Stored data
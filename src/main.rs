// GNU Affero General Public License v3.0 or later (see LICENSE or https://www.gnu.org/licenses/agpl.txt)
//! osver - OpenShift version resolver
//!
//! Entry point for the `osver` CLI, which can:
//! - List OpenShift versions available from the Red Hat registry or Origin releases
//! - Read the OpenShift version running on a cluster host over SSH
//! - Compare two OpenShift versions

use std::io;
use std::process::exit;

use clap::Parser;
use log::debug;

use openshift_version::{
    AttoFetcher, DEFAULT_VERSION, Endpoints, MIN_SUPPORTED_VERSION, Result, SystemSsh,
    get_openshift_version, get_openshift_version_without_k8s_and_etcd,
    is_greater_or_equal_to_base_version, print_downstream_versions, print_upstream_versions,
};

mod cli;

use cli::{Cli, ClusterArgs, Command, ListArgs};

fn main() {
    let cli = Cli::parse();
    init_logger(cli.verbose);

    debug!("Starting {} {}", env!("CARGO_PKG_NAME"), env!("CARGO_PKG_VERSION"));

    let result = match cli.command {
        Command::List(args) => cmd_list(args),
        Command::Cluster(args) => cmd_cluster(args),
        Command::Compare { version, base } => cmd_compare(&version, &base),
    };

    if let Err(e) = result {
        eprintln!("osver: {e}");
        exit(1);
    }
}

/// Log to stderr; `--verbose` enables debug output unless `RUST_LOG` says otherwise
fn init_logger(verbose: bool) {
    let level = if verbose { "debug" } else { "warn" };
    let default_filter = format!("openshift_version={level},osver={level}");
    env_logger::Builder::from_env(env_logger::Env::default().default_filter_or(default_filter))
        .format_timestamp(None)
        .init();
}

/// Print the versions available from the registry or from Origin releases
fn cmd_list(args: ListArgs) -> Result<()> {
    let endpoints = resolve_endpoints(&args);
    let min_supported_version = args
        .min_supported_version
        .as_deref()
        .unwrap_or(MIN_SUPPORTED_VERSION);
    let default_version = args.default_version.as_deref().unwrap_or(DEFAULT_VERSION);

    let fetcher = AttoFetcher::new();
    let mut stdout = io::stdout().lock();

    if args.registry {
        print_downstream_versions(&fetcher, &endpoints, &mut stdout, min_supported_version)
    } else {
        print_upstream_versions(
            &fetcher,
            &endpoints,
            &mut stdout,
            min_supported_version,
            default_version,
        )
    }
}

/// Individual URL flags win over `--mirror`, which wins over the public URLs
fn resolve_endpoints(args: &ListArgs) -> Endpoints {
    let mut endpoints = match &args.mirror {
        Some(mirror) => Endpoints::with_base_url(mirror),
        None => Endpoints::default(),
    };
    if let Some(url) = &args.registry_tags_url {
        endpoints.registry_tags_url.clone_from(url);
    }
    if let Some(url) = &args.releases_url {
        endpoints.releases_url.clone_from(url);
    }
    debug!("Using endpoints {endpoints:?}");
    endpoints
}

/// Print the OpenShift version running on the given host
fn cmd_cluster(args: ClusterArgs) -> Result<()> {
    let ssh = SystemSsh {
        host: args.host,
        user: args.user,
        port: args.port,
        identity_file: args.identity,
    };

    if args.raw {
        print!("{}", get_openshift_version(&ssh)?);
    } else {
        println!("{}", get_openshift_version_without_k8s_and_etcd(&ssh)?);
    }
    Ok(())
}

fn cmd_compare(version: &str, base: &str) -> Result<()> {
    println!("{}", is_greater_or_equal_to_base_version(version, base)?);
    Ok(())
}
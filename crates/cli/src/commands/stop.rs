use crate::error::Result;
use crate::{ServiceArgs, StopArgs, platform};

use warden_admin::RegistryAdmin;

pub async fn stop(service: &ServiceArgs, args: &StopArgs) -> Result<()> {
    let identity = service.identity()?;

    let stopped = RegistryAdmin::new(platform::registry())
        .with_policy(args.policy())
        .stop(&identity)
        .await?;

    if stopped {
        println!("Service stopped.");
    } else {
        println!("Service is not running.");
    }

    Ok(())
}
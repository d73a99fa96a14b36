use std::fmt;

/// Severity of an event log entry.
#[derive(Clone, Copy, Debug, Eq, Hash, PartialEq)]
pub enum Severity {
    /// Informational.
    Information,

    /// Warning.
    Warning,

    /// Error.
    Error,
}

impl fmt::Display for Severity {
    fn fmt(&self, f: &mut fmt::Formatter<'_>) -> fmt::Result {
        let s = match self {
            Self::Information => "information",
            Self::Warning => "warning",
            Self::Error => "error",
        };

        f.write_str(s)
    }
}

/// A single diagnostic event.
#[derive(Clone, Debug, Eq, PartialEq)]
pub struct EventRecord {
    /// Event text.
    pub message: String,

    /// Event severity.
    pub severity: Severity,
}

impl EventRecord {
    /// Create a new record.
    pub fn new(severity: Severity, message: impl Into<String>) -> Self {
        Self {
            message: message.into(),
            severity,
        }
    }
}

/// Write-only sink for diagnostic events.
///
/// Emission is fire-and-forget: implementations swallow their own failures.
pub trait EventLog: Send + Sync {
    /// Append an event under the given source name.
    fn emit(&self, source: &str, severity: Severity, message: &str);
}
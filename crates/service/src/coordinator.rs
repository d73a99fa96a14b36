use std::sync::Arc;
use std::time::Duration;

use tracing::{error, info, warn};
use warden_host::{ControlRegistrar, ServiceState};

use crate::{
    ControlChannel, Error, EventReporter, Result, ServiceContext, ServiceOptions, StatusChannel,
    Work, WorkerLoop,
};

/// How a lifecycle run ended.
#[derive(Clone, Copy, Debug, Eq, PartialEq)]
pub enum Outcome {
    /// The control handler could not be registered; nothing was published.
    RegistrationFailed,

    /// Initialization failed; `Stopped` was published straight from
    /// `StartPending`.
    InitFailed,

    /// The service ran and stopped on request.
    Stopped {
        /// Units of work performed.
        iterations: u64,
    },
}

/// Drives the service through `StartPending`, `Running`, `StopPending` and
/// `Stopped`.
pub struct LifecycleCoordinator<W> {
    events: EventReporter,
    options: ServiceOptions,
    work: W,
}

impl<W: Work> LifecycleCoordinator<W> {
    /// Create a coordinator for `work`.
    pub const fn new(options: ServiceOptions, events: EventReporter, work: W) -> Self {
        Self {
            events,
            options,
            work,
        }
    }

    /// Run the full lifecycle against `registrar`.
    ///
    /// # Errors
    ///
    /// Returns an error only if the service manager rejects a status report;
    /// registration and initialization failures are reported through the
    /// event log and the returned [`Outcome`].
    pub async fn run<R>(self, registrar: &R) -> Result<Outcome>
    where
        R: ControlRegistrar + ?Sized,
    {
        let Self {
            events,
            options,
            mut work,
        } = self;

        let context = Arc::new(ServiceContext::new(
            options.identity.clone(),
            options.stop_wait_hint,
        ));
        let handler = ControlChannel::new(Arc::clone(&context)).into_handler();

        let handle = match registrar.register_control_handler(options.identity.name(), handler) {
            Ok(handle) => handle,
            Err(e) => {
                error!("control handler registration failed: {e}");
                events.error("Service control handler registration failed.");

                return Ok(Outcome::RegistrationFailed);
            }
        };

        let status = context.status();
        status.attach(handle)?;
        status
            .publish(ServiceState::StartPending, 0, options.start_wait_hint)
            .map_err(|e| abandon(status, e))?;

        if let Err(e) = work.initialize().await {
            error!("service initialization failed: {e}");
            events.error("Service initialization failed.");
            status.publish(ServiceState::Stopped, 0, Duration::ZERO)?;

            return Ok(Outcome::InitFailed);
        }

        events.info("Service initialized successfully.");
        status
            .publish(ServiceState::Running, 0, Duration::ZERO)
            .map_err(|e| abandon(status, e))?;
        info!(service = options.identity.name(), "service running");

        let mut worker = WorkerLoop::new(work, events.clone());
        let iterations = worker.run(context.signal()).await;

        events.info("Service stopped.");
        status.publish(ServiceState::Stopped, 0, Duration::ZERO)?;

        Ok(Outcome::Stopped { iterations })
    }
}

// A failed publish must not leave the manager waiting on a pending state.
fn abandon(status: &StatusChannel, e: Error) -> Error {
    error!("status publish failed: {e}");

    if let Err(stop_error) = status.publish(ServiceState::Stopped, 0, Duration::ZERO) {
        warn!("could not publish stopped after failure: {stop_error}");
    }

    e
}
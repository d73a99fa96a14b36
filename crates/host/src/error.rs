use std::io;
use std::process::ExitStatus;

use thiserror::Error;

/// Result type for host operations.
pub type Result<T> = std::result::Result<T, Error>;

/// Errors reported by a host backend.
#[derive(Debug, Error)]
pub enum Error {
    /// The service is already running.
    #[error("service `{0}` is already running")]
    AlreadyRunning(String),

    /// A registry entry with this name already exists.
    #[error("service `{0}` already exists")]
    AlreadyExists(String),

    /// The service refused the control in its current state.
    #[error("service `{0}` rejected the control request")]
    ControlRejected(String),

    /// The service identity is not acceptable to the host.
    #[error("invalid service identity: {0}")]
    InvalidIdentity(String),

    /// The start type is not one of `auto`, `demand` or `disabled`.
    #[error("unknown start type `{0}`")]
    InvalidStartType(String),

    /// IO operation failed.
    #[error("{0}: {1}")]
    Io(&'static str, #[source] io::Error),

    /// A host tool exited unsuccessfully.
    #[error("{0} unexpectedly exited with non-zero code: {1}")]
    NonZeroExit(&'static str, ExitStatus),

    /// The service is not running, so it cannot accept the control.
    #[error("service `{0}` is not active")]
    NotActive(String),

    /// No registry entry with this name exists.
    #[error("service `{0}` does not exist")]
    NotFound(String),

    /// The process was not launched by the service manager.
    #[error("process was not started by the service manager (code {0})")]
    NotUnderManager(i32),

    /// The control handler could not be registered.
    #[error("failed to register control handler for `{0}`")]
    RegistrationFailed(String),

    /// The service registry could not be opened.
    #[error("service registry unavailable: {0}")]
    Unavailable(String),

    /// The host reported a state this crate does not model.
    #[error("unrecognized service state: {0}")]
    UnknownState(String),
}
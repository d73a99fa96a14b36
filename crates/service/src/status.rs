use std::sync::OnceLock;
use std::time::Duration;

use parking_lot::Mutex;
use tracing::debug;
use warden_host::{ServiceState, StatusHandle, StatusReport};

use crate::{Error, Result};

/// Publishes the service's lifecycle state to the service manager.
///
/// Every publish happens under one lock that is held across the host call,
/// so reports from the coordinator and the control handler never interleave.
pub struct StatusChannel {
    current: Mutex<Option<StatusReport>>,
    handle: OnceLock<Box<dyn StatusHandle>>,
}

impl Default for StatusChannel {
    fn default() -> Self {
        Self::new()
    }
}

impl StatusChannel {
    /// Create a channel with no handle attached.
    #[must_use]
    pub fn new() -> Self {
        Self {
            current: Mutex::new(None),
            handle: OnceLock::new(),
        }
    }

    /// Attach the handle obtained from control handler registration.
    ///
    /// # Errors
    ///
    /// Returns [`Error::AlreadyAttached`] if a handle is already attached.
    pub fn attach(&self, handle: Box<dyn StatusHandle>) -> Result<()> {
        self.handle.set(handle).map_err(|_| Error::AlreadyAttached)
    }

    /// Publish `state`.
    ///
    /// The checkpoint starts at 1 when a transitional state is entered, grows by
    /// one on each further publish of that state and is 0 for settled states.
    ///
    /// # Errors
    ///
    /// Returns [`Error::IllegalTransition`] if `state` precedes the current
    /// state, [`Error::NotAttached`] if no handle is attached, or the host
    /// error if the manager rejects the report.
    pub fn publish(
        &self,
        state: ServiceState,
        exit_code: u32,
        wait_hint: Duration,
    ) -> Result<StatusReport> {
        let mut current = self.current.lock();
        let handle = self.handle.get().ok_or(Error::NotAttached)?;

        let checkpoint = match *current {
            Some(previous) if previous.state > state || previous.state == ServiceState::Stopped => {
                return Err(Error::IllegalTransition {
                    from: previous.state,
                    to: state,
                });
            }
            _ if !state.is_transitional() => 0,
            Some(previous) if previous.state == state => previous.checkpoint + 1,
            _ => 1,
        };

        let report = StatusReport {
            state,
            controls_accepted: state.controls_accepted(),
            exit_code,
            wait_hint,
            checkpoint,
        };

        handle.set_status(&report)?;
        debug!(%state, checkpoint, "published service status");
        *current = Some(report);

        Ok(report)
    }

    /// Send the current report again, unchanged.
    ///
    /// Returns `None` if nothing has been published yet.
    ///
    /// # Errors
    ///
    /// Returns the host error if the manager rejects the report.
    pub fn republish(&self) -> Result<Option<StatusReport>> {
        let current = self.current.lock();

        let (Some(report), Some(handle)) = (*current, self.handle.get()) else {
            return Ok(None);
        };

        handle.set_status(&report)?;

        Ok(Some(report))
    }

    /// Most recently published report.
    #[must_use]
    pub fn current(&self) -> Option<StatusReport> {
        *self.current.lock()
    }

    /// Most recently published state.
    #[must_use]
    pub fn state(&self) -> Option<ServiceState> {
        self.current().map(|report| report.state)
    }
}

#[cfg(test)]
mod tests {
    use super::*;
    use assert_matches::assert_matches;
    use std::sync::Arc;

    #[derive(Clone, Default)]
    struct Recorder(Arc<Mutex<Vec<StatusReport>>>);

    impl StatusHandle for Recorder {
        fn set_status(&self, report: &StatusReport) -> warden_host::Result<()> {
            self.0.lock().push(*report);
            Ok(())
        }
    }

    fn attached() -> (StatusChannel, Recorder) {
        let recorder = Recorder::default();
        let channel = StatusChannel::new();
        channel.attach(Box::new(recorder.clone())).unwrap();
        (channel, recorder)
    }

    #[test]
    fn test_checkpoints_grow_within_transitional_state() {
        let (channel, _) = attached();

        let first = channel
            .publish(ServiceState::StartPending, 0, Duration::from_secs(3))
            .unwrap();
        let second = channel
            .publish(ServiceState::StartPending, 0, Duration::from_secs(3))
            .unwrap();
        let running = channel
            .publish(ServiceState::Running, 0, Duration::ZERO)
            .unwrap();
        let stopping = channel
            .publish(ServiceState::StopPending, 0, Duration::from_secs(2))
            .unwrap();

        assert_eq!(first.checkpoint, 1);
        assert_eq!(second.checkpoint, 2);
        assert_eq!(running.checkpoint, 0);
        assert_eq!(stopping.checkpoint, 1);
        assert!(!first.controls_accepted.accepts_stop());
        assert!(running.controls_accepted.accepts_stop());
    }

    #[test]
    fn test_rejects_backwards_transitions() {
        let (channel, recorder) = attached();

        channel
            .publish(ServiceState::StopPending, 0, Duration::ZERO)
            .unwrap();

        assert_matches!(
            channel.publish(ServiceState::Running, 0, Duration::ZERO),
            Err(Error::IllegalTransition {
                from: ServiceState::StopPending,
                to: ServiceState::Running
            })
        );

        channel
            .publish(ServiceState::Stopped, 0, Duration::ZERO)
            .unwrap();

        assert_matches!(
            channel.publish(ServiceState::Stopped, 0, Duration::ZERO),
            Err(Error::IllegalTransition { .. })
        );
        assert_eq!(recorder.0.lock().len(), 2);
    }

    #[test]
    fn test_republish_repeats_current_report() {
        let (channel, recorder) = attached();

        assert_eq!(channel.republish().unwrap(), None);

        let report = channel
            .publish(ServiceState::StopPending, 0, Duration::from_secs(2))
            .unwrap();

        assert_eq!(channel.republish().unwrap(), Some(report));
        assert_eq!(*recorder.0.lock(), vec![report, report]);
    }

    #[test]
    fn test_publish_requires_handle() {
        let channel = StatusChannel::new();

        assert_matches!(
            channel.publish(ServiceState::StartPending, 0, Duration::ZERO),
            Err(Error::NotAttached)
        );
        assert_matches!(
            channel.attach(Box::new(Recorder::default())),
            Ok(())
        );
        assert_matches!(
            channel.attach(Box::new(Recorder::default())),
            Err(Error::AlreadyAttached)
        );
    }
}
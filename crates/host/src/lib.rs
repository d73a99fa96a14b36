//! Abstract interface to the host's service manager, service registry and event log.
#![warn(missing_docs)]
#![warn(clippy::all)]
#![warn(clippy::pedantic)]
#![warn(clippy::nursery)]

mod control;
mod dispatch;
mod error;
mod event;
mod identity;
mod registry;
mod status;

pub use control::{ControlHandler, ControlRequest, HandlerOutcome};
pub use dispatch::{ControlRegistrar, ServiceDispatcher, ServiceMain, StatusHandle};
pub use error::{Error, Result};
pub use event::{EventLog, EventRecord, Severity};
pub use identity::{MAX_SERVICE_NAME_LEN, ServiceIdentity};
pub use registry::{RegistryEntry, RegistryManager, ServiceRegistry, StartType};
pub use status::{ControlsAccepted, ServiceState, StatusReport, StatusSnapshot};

What the exercise asks: Your answer should be the lines of the records that hold the string "NotAttached".

Exercise result:
    /// state, [`Error::NotAttached`] if no handle is attached, or the host
        let handle = self.handle.get().ok_or(Error::NotAttached)?;
            Err(Error::NotAttached)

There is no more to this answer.